As already stated, the major themes of life are dealt with in choral singing, and the young people who know and accept this become standard bearers of this responsibility. This can be observed in each Songbridge, an event initiated by the late Erkki Pohjola: the ideal of peace, fraternity and dialogue between people through music, where young people from all origins and horizons sing together.
These ideals might even provoke callings by persuading a few “chosen ones” to base their career on these ideals after having followed a long education in excellent universities or professional centres like the ones in Juiz de Fora, in Brazil, or in Bloemfontein in South Africa.
Isn’t such a mission worth devoting one’s entire life to?
This special dossier of the International Choral Bulletin coincides with the conclusion of the immense work accomplished by Jutta Tagger who, for more than ten years, made this magazine into what it is now and managed it; it was her calling card.
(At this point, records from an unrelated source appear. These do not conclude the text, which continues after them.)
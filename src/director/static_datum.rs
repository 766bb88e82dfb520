use crate::director::lingo::datum::{Datum, DatumType};
use crate::runtime::allocator::DatumAllocator;
use crate::runtime::datum_ref::DatumRef;

#[derive(Clone, Debug, PartialEq)]
pub enum StaticDatum {
    Int(i32),
    Float(f32),
    String(String),
    Symbol(String),
    List(Vec<StaticDatum>),
    PropList(Vec<(StaticDatum, StaticDatum)>),
    IntPoint(i32, i32),
    IntRect(i32, i32, i32, i32),
    Void,
}

/// Resolves a live `DatumRef` into an owned, allocator-independent snapshot.
/// Needs an explicit allocator reference since there is no global player to
/// reach through anymore.
pub fn static_datum_from_ref(dref: &DatumRef, allocator: &DatumAllocator) -> StaticDatum {
    match dref {
        DatumRef::Void => StaticDatum::Void,
        DatumRef::Ref(_) => match allocator.get_datum(dref) {
            Ok(datum) => match datum.clone() {
                Datum::Int(i) => StaticDatum::Int(i),
                Datum::Float(f) => StaticDatum::Float(f),
                Datum::String(s) => StaticDatum::String(s),
                Datum::Symbol(s) => StaticDatum::Symbol(s),
                Datum::List(_, items, _) => StaticDatum::List(
                    items.iter().map(|item| static_datum_from_ref(item, allocator)).collect(),
                ),
                Datum::PropList(pairs, _) => StaticDatum::PropList(
                    pairs
                        .iter()
                        .map(|(k, v)| (static_datum_from_ref(k, allocator), static_datum_from_ref(v, allocator)))
                        .collect(),
                ),
                Datum::IntPoint((x, y)) => StaticDatum::IntPoint(x, y),
                Datum::IntRect((l, t, r, b)) => StaticDatum::IntRect(l, t, r, b),
                _ => StaticDatum::Void,
            },
            Err(_) => StaticDatum::Void,
        },
    }
}

impl From<Datum> for StaticDatum {
    /// Literal-table values are always scalar (no list/propList literals),
    /// so this never needs an allocator to resolve nested `DatumRef`s.
    fn from(d: Datum) -> Self {
        match d {
            Datum::Int(i) => StaticDatum::Int(i),
            Datum::Float(f) => StaticDatum::Float(f),
            Datum::String(s) => StaticDatum::String(s),
            Datum::Symbol(s) => StaticDatum::Symbol(s),
            Datum::IntPoint((x, y)) => StaticDatum::IntPoint(x, y),
            Datum::IntRect((l, t, r, b)) => StaticDatum::IntRect(l, t, r, b),
            _ => StaticDatum::Void,
        }
    }
}

impl StaticDatum {
    pub fn as_string(&self) -> Option<String> {
        match self {
            StaticDatum::String(s) => Some(s.clone()),
            StaticDatum::Symbol(s) => Some(s.clone()),
            StaticDatum::Int(i) => Some(i.to_string()),
            StaticDatum::Float(f) => Some(f.to_string()),
            _ => None,
        }
    }

    pub fn as_integer(&self) -> Option<i32> {
        match self {
            StaticDatum::Int(i) => Some(*i),
            StaticDatum::String(s) => s.parse().ok(),
            _ => None,
        }
    }

    pub fn as_float(&self) -> Option<f32> {
        match self {
            StaticDatum::Float(f) => Some(*f),
            StaticDatum::Int(i) => Some(*i as f32),
            StaticDatum::String(s) => s.parse().ok(),
            _ => None,
        }
    }

    pub fn as_boolean(&self) -> Option<bool> {
        match self {
            StaticDatum::Int(i) => Some(*i != 0),
            _ => None,
        }
    }
}

/// Materializes a parse-time property default (a `StaticDatum` read straight
/// out of a script chunk's literal table) into a live `Datum` in the given
/// allocator. Used when a script instance is constructed and its properties
/// need a starting value before any bytecode has run.
pub fn static_datum_to_runtime(param: &StaticDatum, allocator: &mut DatumAllocator) -> DatumRef {
    match param {
        StaticDatum::String(s) => allocator.alloc(Datum::String(s.clone())),
        StaticDatum::Int(i) => allocator.alloc(Datum::Int(*i)),
        StaticDatum::Float(f) => allocator.alloc(Datum::Float(*f)),
        StaticDatum::Symbol(s) => allocator.alloc(Datum::Symbol(s.clone())),
        StaticDatum::List(items) => {
            let datum_refs: Vec<DatumRef> = items
                .iter()
                .map(|item| static_datum_to_runtime(item, allocator))
                .collect();
            allocator.alloc(Datum::List(DatumType::List, datum_refs, false))
        }
        StaticDatum::PropList(items) => {
            let datum_refs: Vec<(DatumRef, DatumRef)> = items
                .iter()
                .map(|(key, val)| {
                    let key_ref = static_datum_to_runtime(key, allocator);
                    let val_ref = static_datum_to_runtime(val, allocator);
                    (key_ref, val_ref)
                })
                .collect();
            allocator.alloc(Datum::PropList(datum_refs, false))
        }
        StaticDatum::IntPoint(x, y) => allocator.alloc(Datum::IntPoint((*x, *y))),
        StaticDatum::IntRect(left, top, right, bottom) => {
            allocator.alloc(Datum::IntRect((*left, *top, *right, *bottom)))
        }
        StaticDatum::Void => DatumRef::Void,
    }
}
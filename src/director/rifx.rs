/// Per-file decode context threaded through chunk parsing.
///
/// `lctx_capital_x` and `dir_version` together resolve the variable
/// multiplier (see `file::get_variable_multiplier`); `after_burned` and
/// `ils_body_offset` describe whether the file used Shockwave's Afterburner
/// compression and, if so, where the initial load segment body begins.
pub struct RIFXReaderContext {
    pub after_burned: bool,
    pub ils_body_offset: usize,
    pub dir_version: u16,
    pub lctx_capital_x: bool,
}
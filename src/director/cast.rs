use std::collections::HashMap;

use binary_reader::BinaryReader;
use itertools::Itertools;

use crate::{
    director::{file::get_children_of_chunk, utils::fourcc_to_string},
    utils::log_i,
};

use super::{
    chunks::{
        cast_member::CastMemberDef, key_table::KeyTableChunk, script::ScriptChunk, ChunkContainer,
    },
    file::{
        get_cast_member_chunk, get_chunk, get_script_chunk, get_script_context_chunk,
        get_script_context_key_entry_for_cast, get_script_names_chunk,
    },
    lingo::script::ScriptContext,
    rifx::RIFXReaderContext,
    utils::FOURCC,
};

pub struct CastDef {
    pub id: u32,
    pub name: String,
    pub members: HashMap<u32, CastMemberDef>,
    pub lctx: Option<ScriptContext>,
    pub capital_x: bool,
    pub dir_version: u16,
}

impl CastDef {
    pub fn from(
        name: String,
        id: u32,
        min_member: u16,
        member_ids: Vec<u32>,
        reader: &mut BinaryReader,
        chunk_container: &mut ChunkContainer,
        rifx: &mut RIFXReaderContext,
        key_table: &KeyTableChunk,
    ) -> Result<CastDef, String> {
        // TODO script names, scripts
        let lctx_entry =
            get_script_context_key_entry_for_cast(reader, chunk_container, key_table, rifx, id);
        let lctx = lctx_entry.and_then(|entry| {
            get_script_context_chunk(
                reader,
                chunk_container,
                rifx,
                entry.fourcc,
                entry.section_id,
            )
        });
        let script_names = lctx.as_ref().and_then(|lctx| {
            get_script_names_chunk(
                reader,
                chunk_container,
                rifx,
                FOURCC("Lnam"),
                lctx.lnam_section_id,
            )
        });
        let capital_x = lctx_entry.is_some() && lctx_entry.unwrap().fourcc == FOURCC("LctX");

        let mut members: HashMap<u32, CastMemberDef> = HashMap::new();
        for i in 0..member_ids.len() {
            let section_id = member_ids[i];
            if section_id <= 0 {
                continue;
            }
            let member_id = i as u16 + min_member;
            let member = get_cast_member_chunk(reader, chunk_container, rifx, section_id);
            let children_entries = get_children_of_chunk(&section_id, key_table);
            let children = children_entries
                .iter()
                .map(|x| {
                    let fourcc_str: String = fourcc_to_string(x.fourcc);
                    let child = get_chunk(reader, chunk_container, rifx, x.fourcc, x.section_id);
                    if let Err(err) = &child {
                        log_i(&format!(
                            "❌ Failed to read child chunk of type {} (section_id={}): {}",
                            fourcc_str, x.section_id, err
                        ));
                    }
                    child.ok()
                })
                .collect_vec();

            // log_i(format_args!("Member {member_id} name: \"{}\" chunk: {section_id} children: {}", member.member_info.name, children.len()).to_string().as_str());
            let member_def = CastMemberDef {
                chunk: member,
                children,
            };

            members.insert(member_id as u32, member_def);
        }

        let mut scripts: HashMap<u32, ScriptChunk> = HashMap::new();
        if let Some(lctx) = &lctx {
            for i in 0..lctx.entry_count {
                let section = &lctx.section_map[i as usize];
                if section.section_id > -1 {
                    let script = get_script_chunk(
                        reader,
                        chunk_container,
                        rifx,
                        FOURCC("Lscr"),
                        section.section_id as u32,
                    );
                    // TODO script.setContext(this);
                    if let Some(script) = script {
                        scripts.insert(i + 1, script);
                    }
                }
            }
        }
        return Ok(CastDef {
            id,
            name: name,
            members: members,
            lctx: lctx.map(|_| ScriptContext {
                scripts,
                names: script_names.map_or(Vec::new(), |x| x.names),
            }),
            capital_x,
            dir_version: rifx.dir_version,
        });
    }
}
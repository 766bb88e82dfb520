use binary_reader::{BinaryReader, Endian};
use itertools::Itertools;

use crate::{utils::log_i, io::reader::DirectorExt};

#[allow(dead_code)]
pub struct ScoreFrameDelta {
  offset: u32,
  data: Vec<u8>,
}

#[allow(dead_code)]
impl ScoreFrameDelta {
  pub fn new(offset: u32, data: Vec<u8>) -> Self {
    ScoreFrameDelta { offset, data }
  }
}

#[allow(dead_code)]
const K_CHANNEL_DATA_SIZE: usize = 38664; // (25 * 50);

#[allow(dead_code)]
pub struct ScoreFrameChannelData {
  flags: u16,
  unk0: u16,
  cast_lib: u16,
  cast_member: u16,
  unk1: u16,
  pos_y: u16,
  pos_x: u16,
  height: u16,
  width: u16,
}

impl ScoreFrameChannelData {
  pub fn read(reader: &mut BinaryReader) -> ScoreFrameChannelData {
    let flags = reader.read_u16().unwrap();
    let unk0 = reader.read_u16().unwrap();
    let cast_lib = reader.read_u16().unwrap();
    let cast_member = reader.read_u16().unwrap();
    let unk1 = reader.read_u16().unwrap();
    let pos_y = reader.read_u16().unwrap();
    let pos_x = reader.read_u16().unwrap();
    let height = reader.read_u16().unwrap();
    let width = reader.read_u16().unwrap();

    ScoreFrameChannelData { flags, unk0, cast_lib, cast_member, unk1, pos_y, pos_x, height, width }
  }
}

pub struct ScoreFrameData {
  pub header: ScoreFrameDataHeader,
  pub uncompressed_data: Vec<u8>,
}

pub struct ScoreFrameDataHeader {
  pub frame_count: u32,
  pub sprite_record_size: u16,
  pub num_channels: u16,
}

impl ScoreFrameData {
  #[allow(unused_variables)]
  pub fn read(reader: &mut BinaryReader) -> ScoreFrameData {
    let header = Self::read_header(reader);
    log_i(format_args!("ScoreFrameData {} {} {}", header.frame_count, header.num_channels, header.sprite_record_size).to_string().as_str());

    let mut channel_data = vec![0u8; (header.frame_count as usize) * (header.num_channels as usize) * (header.sprite_record_size as usize)];
    
    while !reader.eof() {
      let fd_start = reader.pos as usize;
      let length = reader.read_u16().unwrap();

      if length == 0 {
        break;
      }

      let frame_length = length - 2;
      if frame_length > 0 {
        let chunk_data = reader.read_bytes(frame_length as usize).unwrap();
        let mut frame_chunk_reader = BinaryReader::from_u8(chunk_data);
        frame_chunk_reader.set_endian(Endian::Big);

        while !frame_chunk_reader.eof() {
          let channel_size = frame_chunk_reader.read_u16().unwrap() as usize;
          let channel_offset = frame_chunk_reader.read_u16().unwrap() as usize;
          let channel_delta = frame_chunk_reader.read_bytes(channel_size).unwrap();

          channel_data[channel_offset..channel_offset + channel_size].copy_from_slice(channel_delta);
        }
      }
    }

    let uncompressed_data = channel_data;

    let mut channel_reader = BinaryReader::from_vec(&uncompressed_data);
    channel_reader.set_endian(Endian::Big);
    for i in 0..header.frame_count {
      for j in 0..header.num_channels {
        let pos = channel_reader.pos;
        let channel_frame_data = ScoreFrameChannelData::read(&mut channel_reader);
        channel_reader.jmp(pos + header.sprite_record_size as usize);
        if channel_frame_data.flags != 0 {
          log_i(format_args!("frame {i} channel {j} flags={}", channel_frame_data.flags).to_string().as_str());
        }
      }
    }

    ScoreFrameData {
      header,
      uncompressed_data
    }
  }

  #[allow(unused_variables)]
  fn read_header(reader: &mut BinaryReader) -> ScoreFrameDataHeader {
    let actual_length = reader.read_u32().unwrap();
    let unk1 = reader.read_u32().unwrap();
    let frame_count = reader.read_u32().unwrap();
    let frames_version = reader.read_u16().unwrap();
    let sprite_record_size = reader.read_u16().unwrap();
    let num_channels = reader.read_u16().unwrap();
    let _num_channels_displayed: u16;

    if frames_version > 13 {
      _num_channels_displayed = reader.read_u16().unwrap();
    } else {
      if frames_version <= 7 {
        _num_channels_displayed = 48;
      } else {
        _num_channels_displayed = 120;
      }
      reader.read_u16().unwrap();  // Skip
    }

    ScoreFrameDataHeader { 
      frame_count,
      sprite_record_size,
      num_channels,
    }
  }
}

pub struct FrameIntervalPrimary {
  pub start_frame: u32,
  pub end_frame: u32,
  pub unk0: u32,
  pub unk1: u32,
  pub sprite_number: u32,
  pub unk2: u16,
  pub unk3: u32,
  pub unk4: u16,
  pub unk5: u32,
  pub unk6: u32,
  pub unk7: u32,
  pub unk8: u32,
}

impl FrameIntervalPrimary {
  pub fn read(reader: &mut BinaryReader) -> Self {
    FrameIntervalPrimary {
      start_frame: reader.read_u32().unwrap(),
      end_frame: reader.read_u32().unwrap(),
      unk0: reader.read_u32().unwrap(),
      unk1: reader.read_u32().unwrap(),
      sprite_number: reader.read_u32().unwrap(),
      unk2: reader.read_u16().unwrap(),
      unk3: reader.read_u32().unwrap(),
      unk4: reader.read_u16().unwrap(),
      unk5: reader.read_u32().unwrap(),
      unk6: reader.read_u32().unwrap(),
      unk7: reader.read_u32().unwrap(),
      unk8: reader.read_u32().unwrap(),
    }
  }
}

pub struct FrameIntervalSecondary {
  pub cast_lib: u16,
  pub cast_member: u16,
  pub unk0: u32,
}

impl FrameIntervalSecondary {
  pub fn read(reader: &mut BinaryReader) -> Self {
    FrameIntervalSecondary {
      cast_lib: reader.read_u16().unwrap(),
      cast_member: reader.read_u16().unwrap(),
      unk0: reader.read_u32().unwrap(),
    }
  }
}

pub struct ScoreChunkHeader {
  pub total_length: u32,
  pub unk1: u32,
  pub unk2: u32,
  pub entry_count: u32,
  pub unk3: u32,
  pub entry_size_sum: u32,
}

pub struct ScoreChunk {
  pub header: ScoreChunkHeader,
  pub entries: Vec<Vec<u8>>,
  pub frame_interval_primaries: Vec<FrameIntervalPrimary>,
  pub frame_interval_secondaries: Vec<FrameIntervalSecondary>,
  pub frame_data: ScoreFrameData,
}

impl ScoreChunk {
  #[allow(unused_variables)]
  pub fn read(reader: &mut BinaryReader, dir_version: u16) -> Result<Self, ()> {
    let header = Self::read_header(reader);

    let offsets: Vec<usize> = (0..header.entry_count+1)
      .map(|_| reader.read_u32().unwrap() as usize)
      .collect();

    let mut entries = (0..header.entry_count as usize).map(|index| {
      let next_offset = offsets[index + 1];
      let length = next_offset - offsets[index];

      return reader.read_bytes(length).unwrap().to_vec();
    }).collect_vec();

    let mut delta_reader = BinaryReader::from_vec(&entries[0]);
    delta_reader.set_endian(Endian::Big);

    let frame_data = ScoreFrameData::read(&mut delta_reader);

    let frame_interval_entries = entries.split_off(3);
    let mut frame_interval_primaries = vec![];
    let mut frame_interval_secondaries = vec![];

    for (i, entry) in frame_interval_entries.iter().enumerate() {
      if entry.is_empty() {
        continue;
      }
      let is_primary = i % 3 == 0;
      let is_secondary = i % 3 == 1;
      let is_tertiary = i % 3 == 2;

      let mut frame_interval_reader = BinaryReader::from_u8(entry);
      frame_interval_reader.set_endian(Endian::Big);
      if is_primary {
        frame_interval_primaries.push(FrameIntervalPrimary::read(&mut frame_interval_reader));
      } else if is_secondary {
        frame_interval_secondaries.push(FrameIntervalSecondary::read(&mut frame_interval_reader));
      }
      // TODO tertiary
    }

    Ok(ScoreChunk {
      header,
      entries,
      frame_interval_primaries,
      frame_interval_secondaries,
      frame_data,
    })
  }

  fn read_header(reader: &mut BinaryReader) -> ScoreChunkHeader {
    reader.set_endian(Endian::Big);
    ScoreChunkHeader {
      total_length: reader.read_u32().unwrap(),
      unk1: reader.read_u32().unwrap(),
      unk2: reader.read_u32().unwrap(),
      entry_count: reader.read_u32().unwrap(),
      unk3: reader.read_u32().unwrap(),
      entry_size_sum: reader.read_u32().unwrap(),
    }
  }
}

/// One named marker on the score timeline ("go to frame \"intro\"").
#[derive(Clone)]
pub struct FrameLabel {
  pub frame_num: i32,
  pub name: String,
}

pub struct FrameLabelsChunk {
  pub labels: Vec<FrameLabel>,
}

impl FrameLabelsChunk {
  #[allow(unused_variables)]
  pub fn from_reader(reader: &mut BinaryReader, _dir_version: u16) -> Result<Self, String> {
    reader.set_endian(Endian::Big);
    let count = reader.read_u16().unwrap() as usize;
    let mut entries = Vec::with_capacity(count + 1);
    for _ in 0..=count {
      let frame_num = reader.read_u16().unwrap();
      let offset = reader.read_u16().unwrap();
      entries.push((frame_num, offset));
    }
    let table_len = reader.read_u32().unwrap() as usize;
    let table = reader.read_bytes(table_len).unwrap();

    let mut labels = Vec::with_capacity(count);
    for i in 0..count {
      let (frame_num, start) = entries[i];
      let end = entries[i + 1].1;
      let start = start as usize;
      let end = end as usize;
      let name = if start <= end && end <= table.len() {
        String::from_utf8_lossy(&table[start..end]).into_owned()
      } else {
        String::new()
      };
      labels.push(FrameLabel { frame_num: frame_num as i32, name });
    }

    Ok(FrameLabelsChunk { labels })
  }
}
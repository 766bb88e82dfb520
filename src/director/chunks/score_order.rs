use binary_reader::{BinaryReader, Endian};

use crate::director::log_compat::console;

pub struct SordChunk {
    pub raw_data: Vec<u8>,
}

impl SordChunk {
    pub fn from_reader(reader: &mut BinaryReader) -> Result<SordChunk, String> {
        let original_endian = reader.endian;
        reader.endian = Endian::Big;

        // Read all bytes until EOF
        let mut raw_data = Vec::new();
        while let Ok(byte) = reader.read_u8() {
            raw_data.push(byte);
        }

        reader.endian = original_endian;

        console::log_1(&format!("Read {} bytes for Sord chunk", raw_data.len()).into());

        if raw_data.len() < 20 {
            return Err("Sord chunk too small to contain header".into());
        }

        let header = &raw_data[..20];

        let marker = u32::from_be_bytes([header[0], header[1], header[2], header[3]]);

        let channels = u16::from_be_bytes([header[0], header[1]]);
        let bits_per_sample = u16::from_be_bytes([header[2], header[3]]);
        let sample_rate = u32::from_be_bytes([header[4], header[5], header[6], header[7]]);
        let data_offset = u32::from_be_bytes([header[8], header[9], header[10], header[11]]);
        let data_length = u32::from_be_bytes([header[12], header[13], header[14], header[15]]);
        let codec = u16::from_be_bytes([header[16], header[17]]);
        let flags = u16::from_be_bytes([header[18], header[19]]);

        crate::director::log_compat::console::log_1(&format!(
            "Parsed Sord header:\n marker={} channels={} bits={} sample_rate={} offset={} length={} codec={} flags={}",
            marker, channels, bits_per_sample, sample_rate, data_offset, data_length, codec, flags
        ).into());

        // Optional: save remaining bytes for later
        let extra_data = &raw_data[20..];
        crate::director::log_compat::console::log_1(
            &format!("Extra {} bytes remaining in Sord chunk", extra_data.len()).into(),
        );

        Ok(SordChunk { raw_data })
    }
}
It is our obligation to pay a well deserved tribute to her at this point.
Her vast knowledge of the choral world, her specialised network, her unflagging constancy and devotion, all these qualities combined, contributed to the fact that the IFCM has become a worldwide point of reference in the field of choral singing. These qualities are also commendable elements for the education of young talents.
We shall miss these qualities. We are already missing them. Luckily they still will be there to guide us in the right direction, and we are happy to have discerned them in the person of Andrea Angelini, her successor in this task, the fundamental precondition for which are a sharp awareness and a moral joy to be able to channel and organise the ideas and manifestations of an eternal art which carries us along, into the future.